The Midwest Manufacturing Index: The Chicago Fed's New Regional Economic Indicator
The Federal Reserve Bank (FRB) of Chicago and the community that it serves—the Seventh Federal Reserve District—share a common interest in monitoring regional manufacturing activity on a timely basis. In the process of formulating monetary policy, the Bank is concerned about how economic activity in the Seventh District differs from the nation and how monetary policy affects that difference. Manufacturers need to know how regional economies are performing, in order to interpret their own shipments data and plan production schedules. Local governments must be aware of any changes in economic activity that translate into declining revenues or rising demand on expenditures.

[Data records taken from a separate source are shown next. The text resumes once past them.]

use std::collections::HashMap;
use std::fmt;

use super::ParseError;

/// A field marker such as `n/`. Only recognised when preceded by whitespace,
/// so `a/b` inside a value is left alone.
#[derive(Debug, Clone, Copy, PartialEq, Eq, Hash, PartialOrd, Ord)]
pub struct Prefix(&'static str);

impl Prefix {
    pub const fn new(prefix: &'static str) -> Self {
        Self(prefix)
    }

    pub fn as_str(&self) -> &'static str {
        self.0
    }
}

impl fmt::Display for Prefix {
    fn fmt(&self, f: &mut fmt::Formatter<'_>) -> fmt::Result {
        f.write_str(self.0)
    }
}

pub const PREFIX_NAME: Prefix = Prefix::new("n/");
pub const PREFIX_PHONE: Prefix = Prefix::new("p/");
pub const PREFIX_LEVEL: Prefix = Prefix::new("l/");
pub const PREFIX_CLASS: Prefix = Prefix::new("c/");
pub const PREFIX_ASSIGNMENT: Prefix = Prefix::new("a/");

pub const ALL_PREFIXES: [Prefix; 5] = [
    PREFIX_NAME,
    PREFIX_PHONE,
    PREFIX_LEVEL,
    PREFIX_CLASS,
    PREFIX_ASSIGNMENT,
];

/// Tokenized arguments: the free-text preamble plus every value given for
/// each prefix, in order of appearance.
#[derive(Debug, Clone, Default, PartialEq, Eq)]
pub struct ArgumentMultimap {
    preamble: String,
    values: HashMap<Prefix, Vec<String>>,
}

impl ArgumentMultimap {
    pub fn preamble(&self) -> &str {
        &self.preamble
    }

    pub fn contains(&self, prefix: Prefix) -> bool {
        self.values.contains_key(&prefix)
    }

    /// The last value given for `prefix`.
    pub fn value(&self, prefix: Prefix) -> Option<&str> {
        self.values
            .get(&prefix)
            .and_then(|values| values.last())
            .map(String::as_str)
    }

    pub fn all_values(&self, prefix: Prefix) -> &[String] {
        self.values
            .get(&prefix)
            .map(Vec::as_slice)
            .unwrap_or(&[])
    }

    /// Fails if any of `prefixes` was given more than once.
    pub fn verify_no_duplicate_prefixes_for(&self, prefixes: &[Prefix]) -> Result<(), ParseError> {
        let duplicated: Vec<String> = prefixes
            .iter()
            .filter(|p| self.all_values(**p).len() > 1)
            .map(|p| p.to_string())
            .collect();
        if duplicated.is_empty() {
            Ok(())
        } else {
            Err(ParseError::DuplicatePrefixes(duplicated))
        }
    }

    /// Fails if any of `prefixes` was given at all.
    pub fn verify_no_invalid_prefixes_for(&self, prefixes: &[Prefix]) -> Result<(), ParseError> {
        let present: Vec<String> = prefixes
            .iter()
            .filter(|p| self.contains(**p))
            .map(|p| p.to_string())
            .collect();
        if present.is_empty() {
            Ok(())
        } else {
            Err(ParseError::InvalidPrefixes(present))
        }
    }
}

/// Splits `args` on the given prefixes.
///
/// ```text
/// " 1 c/Math a/hw1 a/hw2"  ->  preamble "1", c/ ["Math"], a/ ["hw1", "hw2"]
/// ```
pub fn tokenize(args: &str, prefixes: &[Prefix]) -> ArgumentMultimap {
    // A leading space lets a prefix at the very start be found like any other.
    let args = format!(" {}", args);

    let positions: Vec<(usize, Prefix)> = args
        .char_indices()
        .filter(|(_, c)| c.is_whitespace())
        .filter_map(|(at, c)| {
            let start = at + c.len_utf8();
            prefixes
                .iter()
                .find(|p| args[start..].starts_with(p.as_str()))
                .map(|&p| (start, p))
        })
        .collect();

    let preamble_end = positions.first().map_or(args.len(), |(at, _)| *at);
    let mut multimap = ArgumentMultimap {
        preamble: args[..preamble_end].trim().to_string(),
        values: HashMap::new(),
    };

    for (i, (at, prefix)) in positions.iter().enumerate() {
        let start = at + prefix.as_str().len();
        let end = positions.get(i + 1).map_or(args.len(), |(next, _)| *next);
        let value = args[start..end].trim().to_string();
        multimap.values.entry(*prefix).or_default().push(value);
    }

    multimap
}

#[cfg(test)]
mod tests {
    use super::*;

    #[test]
    fn test_preamble_only() {
        let map = tokenize("  some preamble ", &ALL_PREFIXES);
        assert_eq!(map.preamble(), "some preamble");
        assert!(!map.contains(PREFIX_NAME));
    }

    #[test]
    fn test_values_in_order() {
        let map = tokenize(" 1 c/Math a/hw1 a/ hw2 ", &ALL_PREFIXES);
        assert_eq!(map.preamble(), "1");
        assert_eq!(map.value(PREFIX_CLASS), Some("Math"));
        assert_eq!(map.all_values(PREFIX_ASSIGNMENT), ["hw1", "hw2"]);
        assert_eq!(map.value(PREFIX_ASSIGNMENT), Some("hw2"));
    }

    #[test]
    fn test_prefix_at_start_without_space() {
        let map = tokenize("n/Alice Tan p/911", &ALL_PREFIXES);
        assert_eq!(map.preamble(), "");
        assert_eq!(map.value(PREFIX_NAME), Some("Alice Tan"));
        assert_eq!(map.value(PREFIX_PHONE), Some("911"));
    }

    #[test]
    fn test_any_whitespace_before_prefix() {
        let map = tokenize("1\tc/Math\na/hw1\u{3000}a/hw2", &ALL_PREFIXES);
        assert_eq!(map.preamble(), "1");
        assert_eq!(map.value(PREFIX_CLASS), Some("Math"));
        assert_eq!(map.all_values(PREFIX_ASSIGNMENT), ["hw1", "hw2"]);
    }

    #[test]
    fn test_prefix_inside_word_is_not_split() {
        let map = tokenize(" n/Alice/n/Tan", &ALL_PREFIXES);
        assert_eq!(map.value(PREFIX_NAME), Some("Alice/n/Tan"));
    }

    #[test]
    fn test_empty_value() {
        let map = tokenize(" 1 a/", &ALL_PREFIXES);
        assert_eq!(map.all_values(PREFIX_ASSIGNMENT), [""]);
    }

    #[test]
    fn test_unlisted_prefix_stays_in_text() {
        let map = tokenize(" 1 c/Math n/Bob", &[PREFIX_CLASS]);
        assert_eq!(map.value(PREFIX_CLASS), Some("Math n/Bob"));
    }

    #[test]
    fn test_verify_no_duplicate_prefixes() {
        let map = tokenize(" n/A n/B p/1 p/2 l/3", &ALL_PREFIXES);
        assert_eq!(
            map.verify_no_duplicate_prefixes_for(&[PREFIX_NAME, PREFIX_PHONE, PREFIX_LEVEL]),
            Err(ParseError::DuplicatePrefixes(vec!["n/".into(), "p/".into()]))
        );
        assert!(map.verify_no_duplicate_prefixes_for(&[PREFIX_LEVEL]).is_ok());
    }

    #[test]
    fn test_verify_no_invalid_prefixes() {
        let map = tokenize(" 1 c/Math", &ALL_PREFIXES);
        assert_eq!(
            map.verify_no_invalid_prefixes_for(&[PREFIX_CLASS, PREFIX_ASSIGNMENT]),
            Err(ParseError::InvalidPrefixes(vec!["c/".into()]))
        );
        assert!(map.verify_no_invalid_prefixes_for(&[PREFIX_NAME]).is_ok());
    }
}
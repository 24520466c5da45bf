//! Domain models for classbook.
//!
//! # Core Concepts
//!
//! - [`Person`]: an immutable student record identified by name and phone.
//!   Edits always produce a new `Person`.
//! - [`ClassGroup`]: a class a student belongs to, compared by name without
//!   regard to case.
//! - [`Assignment`]: work set for one class group. Identity is the class and
//!   the name; the mark flag is carried alongside but never compared.
//!
//! Field newtypes ([`Name`], [`Phone`], [`Level`]) validate on construction,
//! including when deserialized, so a `Person` can never hold an invalid value.

mod assignment;
mod class_group;
mod fields;
mod person;

pub use assignment::*;
pub use class_group::*;
pub use fields::*;
pub use person::*;
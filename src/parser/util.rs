use std::collections::BTreeSet;

use im::OrdSet;

use super::ParseError;
use crate::index::Index;
use crate::models::{Assignment, ClassGroup, Level, Name, Phone};

/// Parses a single one-based index.
pub fn parse_index(value: &str) -> Result<Index, ParseError> {
    let value = value.trim();
    if value.is_empty() || !value.bytes().all(|b| b.is_ascii_digit()) {
        return Err(ParseError::InvalidIndex);
    }
    value
        .parse::<usize>()
        .ok()
        .and_then(Index::from_one_based)
        .ok_or(ParseError::InvalidIndex)
}

/// Longest `START-END` range accepted, well beyond any list on screen.
pub const MAX_INDEX_RANGE: usize = 10_000;

/// Parses a whitespace-separated list of indices and `START-END` ranges.
///
/// The result is de-duplicated and sorted: `"3 1-2 2"` gives `[1, 2, 3]`.
pub fn parse_indices(value: &str) -> Result<Vec<Index>, ParseError> {
    let mut indices = BTreeSet::new();
    for token in value.split_whitespace() {
        match token.split_once('-') {
            Some((start, end)) => {
                let start = parse_index_token(start, token)?;
                let end = parse_index_token(end, token)?;
                if end < start {
                    return Err(ParseError::InvalidIndexRange {
                        start: start.one_based(),
                        end: end.one_based(),
                    });
                }
                if end.zero_based() - start.zero_based() >= MAX_INDEX_RANGE {
                    return Err(ParseError::IndexRangeTooLarge {
                        start: start.one_based(),
                        end: end.one_based(),
                    });
                }
                indices.extend((start.zero_based()..=end.zero_based()).map(Index::from_zero_based));
            }
            None => {
                indices.insert(parse_index_token(token, token)?);
            }
        }
    }
    if indices.is_empty() {
        return Err(ParseError::InvalidIndex);
    }
    Ok(indices.into_iter().collect())
}

/// One number inside an index list. Anything other than plain digits is
/// malformed; zero is rejected as an invalid index.
fn parse_index_token(value: &str, token: &str) -> Result<Index, ParseError> {
    if value.is_empty() || !value.bytes().all(|b| b.is_ascii_digit()) {
        return Err(ParseError::MalformedIndex(token.to_string()));
    }
    let number = value
        .parse::<usize>()
        .map_err(|_| ParseError::MalformedIndex(token.to_string()))?;
    Index::from_one_based(number).ok_or(ParseError::InvalidIndex)
}

pub fn parse_name(value: &str) -> Result<Name, ParseError> {
    Ok(Name::parse(value.trim())?)
}

pub fn parse_phone(value: &str) -> Result<Phone, ParseError> {
    Ok(Phone::parse(value.trim())?)
}

pub fn parse_level(value: &str) -> Result<Level, ParseError> {
    Ok(Level::parse(value.trim())?)
}

pub fn parse_class_group(value: &str) -> Result<ClassGroup, ParseError> {
    Ok(ClassGroup::parse(value.trim())?)
}

pub fn parse_class_groups(values: &[String]) -> Result<OrdSet<ClassGroup>, ParseError> {
    values.iter().map(|v| parse_class_group(v)).collect()
}

/// `None` when no value was given, an empty set for a single blank value,
/// otherwise every value parsed.
pub fn parse_class_groups_for_edit(
    values: &[String],
) -> Result<Option<OrdSet<ClassGroup>>, ParseError> {
    match values {
        [] => Ok(None),
        [only] if only.trim().is_empty() => Ok(Some(OrdSet::new())),
        _ => parse_class_groups(values).map(Some),
    }
}

pub fn parse_assignment(value: &str, class_group: &ClassGroup) -> Result<Assignment, ParseError> {
    Ok(Assignment::parse(value.trim(), class_group.clone())?)
}

pub fn parse_assignments(
    values: &[String],
    class_group: &ClassGroup,
) -> Result<OrdSet<Assignment>, ParseError> {
    values
        .iter()
        .map(|v| parse_assignment(v, class_group))
        .collect()
}

/// Same contract as [`parse_class_groups_for_edit`].
pub fn parse_assignments_for_edit(
    values: &[String],
    class_group: &ClassGroup,
) -> Result<Option<OrdSet<Assignment>>, ParseError> {
    match values {
        [] => Ok(None),
        [only] if only.trim().is_empty() => Ok(Some(OrdSet::new())),
        _ => parse_assignments(values, class_group).map(Some),
    }
}
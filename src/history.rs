use std::collections::VecDeque;

pub const DEFAULT_CAPACITY: usize = 50;

/// The most recent raw command lines, oldest first, with a browsing cursor.
///
/// The cursor ranges over `0..=len`; `len` means "past the newest entry",
/// which is where every [`add`](Self::add) leaves it.
#[derive(Debug, Clone, PartialEq, Eq)]
pub struct CommandHistory {
    entries: VecDeque<String>,
    capacity: usize,
    cursor: usize,
}

impl CommandHistory {
    pub fn new(capacity: usize) -> Self {
        Self {
            entries: VecDeque::with_capacity(capacity),
            capacity: capacity.max(1),
            cursor: 0,
        }
    }

    /// Builds a history from previously saved lines, keeping only the newest
    /// `capacity` of them.
    pub fn with_entries(capacity: usize, entries: impl IntoIterator<Item = String>) -> Self {
        let mut history = Self::new(capacity);
        for entry in entries {
            history.add(entry);
        }
        history
    }

    pub fn add(&mut self, command: impl Into<String>) {
        self.entries.push_back(command.into());
        while self.entries.len() > self.capacity {
            self.entries.pop_front();
        }
        self.cursor = self.entries.len();
    }

    /// Steps back one entry. `None` once the oldest entry has been reached.
    pub fn previous(&mut self) -> Option<&str> {
        if self.cursor == 0 {
            return None;
        }
        self.cursor -= 1;
        self.entries.get(self.cursor).map(String::as_str)
    }

    /// Steps forward one entry. Stepping past the newest entry returns `None`
    /// and parks the cursor at the end.
    pub fn next(&mut self) -> Option<&str> {
        if self.cursor >= self.entries.len() {
            return None;
        }
        self.cursor += 1;
        self.entries.get(self.cursor).map(String::as_str)
    }

    pub fn entries(&self) -> impl Iterator<Item = &str> {
        self.entries.iter().map(String::as_str)
    }

    pub fn len(&self) -> usize {
        self.entries.len()
    }

    pub fn is_empty(&self) -> bool {
        self.entries.is_empty()
    }

    pub fn capacity(&self) -> usize {
        self.capacity
    }
}

impl Default for CommandHistory {
    fn default() -> Self {
        Self::new(DEFAULT_CAPACITY)
    }
}
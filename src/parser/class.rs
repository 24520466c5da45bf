use super::util::{parse_class_group, parse_class_groups_for_edit, parse_index};
use super::{
    tokenize, ArgumentMultimap, ParseError, Prefix, ALL_PREFIXES, PREFIX_ASSIGNMENT, PREFIX_CLASS,
    PREFIX_LEVEL, PREFIX_NAME, PREFIX_PHONE,
};
use crate::commands::{AddClassCommand, DeleteClassCommand, FilterCommand};
use crate::index::Index;

const NON_CLASS_PREFIXES: [Prefix; 4] =
    [PREFIX_NAME, PREFIX_PHONE, PREFIX_LEVEL, PREFIX_ASSIGNMENT];

pub(super) fn parse_add_class(args: &str) -> Result<AddClassCommand, ParseError> {
    let (index, map) = index_with_classes(args, AddClassCommand::USAGE)?;
    let class_groups = parse_class_groups_for_edit(map.all_values(PREFIX_CLASS))?;
    Ok(AddClassCommand::new(index, class_groups))
}

pub(super) fn parse_delete_class(args: &str) -> Result<DeleteClassCommand, ParseError> {
    let (index, map) = index_with_classes(args, DeleteClassCommand::USAGE)?;
    let class_groups = parse_class_groups_for_edit(map.all_values(PREFIX_CLASS))?;
    Ok(DeleteClassCommand::new(index, class_groups))
}

pub(super) fn parse_filter(args: &str) -> Result<FilterCommand, ParseError> {
    let map = tokenize(args, &ALL_PREFIXES);
    if !map.preamble().is_empty() || !map.contains(PREFIX_CLASS) {
        return Err(ParseError::InvalidCommandFormat(FilterCommand::USAGE));
    }
    map.verify_no_invalid_prefixes_for(&NON_CLASS_PREFIXES)?;
    map.verify_no_duplicate_prefixes_for(&[PREFIX_CLASS])?;

    let class_group = parse_class_group(map.value(PREFIX_CLASS).unwrap_or_default())?;
    Ok(FilterCommand::new(class_group))
}

/// Shared shape of `addclass` and `deleteclass`: `INDEX c/CLASS...`.
fn index_with_classes(
    args: &str,
    usage: &'static str,
) -> Result<(Index, ArgumentMultimap), ParseError> {
    let map = tokenize(args, &ALL_PREFIXES);
    let index =
        parse_index(map.preamble()).map_err(|_| ParseError::InvalidCommandFormat(usage))?;
    if !map.contains(PREFIX_CLASS) {
        return Err(ParseError::InvalidCommandFormat(usage));
    }
    map.verify_no_invalid_prefixes_for(&NON_CLASS_PREFIXES)?;
    Ok((index, map))
}
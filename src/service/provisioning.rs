//! Account provisioning
//!
//! Reconciles an OAuth principal with the account store on login. First
//! login for an email creates a directory user at the identity provider
//! and one account record; every later login finds the directory user and
//! leaves the store untouched.

use std::sync::Arc;

use base64::{Engine as _, engine::general_purpose::URL_SAFE_NO_PAD};
use rand::RngCore;

use crate::auth::directory::DirectoryClient;
use crate::auth::session::Principal;
use crate::data::{AccountRecord, Database, EntityId};
use crate::error::AppError;

/// Account provisioning service
pub struct ProvisioningService {
    db: Arc<Database>,
    directory: Arc<DirectoryClient>,
}

impl ProvisioningService {
    /// Create new provisioning service
    pub fn new(db: Arc<Database>, directory: Arc<DirectoryClient>) -> Self {
        Self { db, directory }
    }

    /// Reconcile a principal with the directory and the account store.
    ///
    /// The caller must not mark the session authenticated unless this
    /// returns Ok. Every failure is terminal for the login attempt; there
    /// are no retries here.
    ///
    /// A directory user whose account record went missing (for example a
    /// create-user that succeeded while the record insert failed) is
    /// healed on the next login: the record insert runs on both branches
    /// and is a no-op whenever the row already exists.
    ///
    /// # Errors
    /// `AppError::Provisioning` for directory lookup/create failures and
    /// for record-insert failures. An unclassified lookup error is never
    /// treated as "user not found".
    pub async fn provision(&self, principal: &Principal) -> Result<(), AppError> {
        let lookup = self
            .directory
            .find_user(&principal.email)
            .await
            .map_err(|e| AppError::Provisioning(format!("identity lookup failed: {e}")))?;

        match lookup {
            Some(user) => {
                tracing::debug!(
                    email = %principal.email,
                    uid = %user.uid,
                    "Directory user exists, provisioning is a no-op"
                );
            }
            None => {
                let placeholder = generate_placeholder_password();
                let user = self
                    .directory
                    .create_user(&principal.email, &placeholder)
                    .await
                    .map_err(|e| {
                        AppError::Provisioning(format!("directory user creation failed: {e}"))
                    })?;

                tracing::info!(
                    email = %principal.email,
                    uid = %user.uid,
                    "Directory user created"
                );
            }
        }

        self.ensure_account_record(principal).await
    }

    /// Insert the principal's account record unless its email already has
    /// one. Losing the insert race to a concurrent login is success.
    async fn ensure_account_record(&self, principal: &Principal) -> Result<(), AppError> {
        let now = chrono::Utc::now();
        let record = AccountRecord {
            id: EntityId::new().0,
            email: principal.email.clone(),
            username: principal.given_name.clone(),
            display_name: principal.given_name.clone(),
            description: String::new(),
            thumb_url: principal.picture.clone(),
            locale: principal.locale.clone(),
            created_at: now,
            updated_at: now,
        };

        let inserted = self
            .db
            .insert_account_if_absent(&record)
            .await
            .map_err(|e| AppError::Provisioning(format!("account record insert failed: {e}")))?;

        if inserted {
            tracing::info!(
                email = %record.email,
                username = %record.username,
                "Account record created"
            );
        }

        Ok(())
    }
}

/// Random placeholder credential for directory user creation.
///
/// Login is always via OAuth; nothing ever reads this value back.
fn generate_placeholder_password() -> String {
    let mut bytes = [0u8; 32];
    rand::thread_rng().fill_bytes(&mut bytes);
    URL_SAFE_NO_PAD.encode(bytes)
}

Starting in the September issue of the new Chicago Fed Letter, the FRB of Chicago will publish a unique monthly index of manufacturing activity for its entire five-state District (see Figure 1)—the Midwest Manufacturing Index (MMI, Figure 2). While more or less following the same cyclical pattern as the Federal Reserve Board's Index of Industrial Production, two aspects of the MMI are noteworthy. First, the MMI shows a much stronger recovery in manufacturing activity since the last recession than is suggested by manufacturing employment expansion. Second, the MMI has a markedly different trend than the Board's Index. Manufacturing activity in the Seventh District has been on a gradual decline since at least 1973 (the starting point of the MMI), while for the nation as a whole, manufacturing activity has been generally expanding.